The White- The Machine "Tools will lie, Tool will always be useful, and they will always lie. Sometimes the lying is a part of the escape, Alan."

The White- The Machine

He was in a room that had a single window; on the floor was a computer. There was nothing else in the room besides that machine. The window was seemingly inoperable, but he noticed, as he pressed his hand onto the plane, it was still glass.

It could still be broken. He chuckled, it was so simple, so goddam simple.

It was all so simple.

With a grunt of effort, Tim lifted the broken computer, and threw it at the window.

The window shattered, the white came through. Tim laughed and gladly let the white take him.

The White- The Machine-

"If a tool has lost its original use, it can still be-"

"I know how to leave this room. I know how."

The machine stared back at him. Tim waited, expecting the machine to react.

"Then please escape Alan." The machine said.

"That's it?"

"Yes it is, Alan.

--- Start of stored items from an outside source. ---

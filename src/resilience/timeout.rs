//! Per-operation timeout wrapper (spec §4.7).

use std::collections::HashMap;
use std::future::Future;
use std::time::Duration;

use crate::error::{BrokerError, Result};

/// Named per-operation timeouts, falling back to `default` when an operation
/// has no specific entry (spec §4.7's examples: `ec2_run_instances: 180s`,
/// `autoscaling_create_group: 120s`, `spot_fleet_request: 300s`).
#[derive(Debug, Clone)]
pub struct TimeoutTable {
    default: Duration,
    overrides: HashMap<String, Duration>,
}

impl TimeoutTable {
    pub fn new(default: Duration) -> Self {
        Self {
            default,
            overrides: HashMap::new(),
        }
    }

    pub fn with_override(mut self, operation: impl Into<String>, timeout: Duration) -> Self {
        self.overrides.insert(operation.into(), timeout);
        self
    }

    pub fn for_operation(&self, operation: &str) -> Duration {
        self.overrides.get(operation).copied().unwrap_or(self.default)
    }
}

impl Default for TimeoutTable {
    fn default() -> Self {
        Self::new(Duration::from_secs(30))
            .with_override("ec2_run_instances", Duration::from_secs(180))
            .with_override("autoscaling_create_group", Duration::from_secs(120))
            .with_override("spot_fleet_request", Duration::from_secs(300))
    }
}

/// Run `f`, raising a retryable `Timeout` if it doesn't resolve within
/// `duration`. A timeout of exactly the configured value still fires (spec
/// §8 boundary behavior: not rounded down).
pub async fn with_timeout<Fut, T>(duration: Duration, f: Fut) -> Result<T>
where
    Fut: Future<Output = Result<T>>,
{
    match tokio::time::timeout(duration, f).await {
        Ok(result) => result,
        Err(_) => Err(BrokerError::Timeout(duration)),
    }
}

#[cfg(test)]
mod tests {
    use super::*;

    #[test]
    fn unknown_operation_falls_back_to_default() {
        let table = TimeoutTable::default();
        assert_eq!(table.for_operation("describe_instances"), Duration::from_secs(30));
        assert_eq!(table.for_operation("ec2_run_instances"), Duration::from_secs(180));
    }

    #[tokio::test]
    async fn fast_future_completes_without_timeout() {
        let result: Result<u32> = with_timeout(Duration::from_millis(50), async { Ok(7) }).await;
        assert_eq!(result.unwrap(), 7);
    }

    #[tokio::test]
    async fn slow_future_raises_timeout_error() {
        let result: Result<u32> = with_timeout(Duration::from_millis(10), async {
            tokio::time::sleep(Duration::from_millis(200)).await;
            Ok(7)
        })
        .await;
        assert!(matches!(result, Err(BrokerError::Timeout(_))));
    }
}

If you know how to escape."

"... Aren't you going to test me, or force me to prove that I know how to leave?"

"I don't need to do that, Alan. I'll know soon enough."

"... But" He looked around, "How do you know I'm not faking, how do you know I'm not just saying it and don't actually mean it?"

"Well Alan, I am starting to have my doubts, if you really did know how to leave, you would have shut me down"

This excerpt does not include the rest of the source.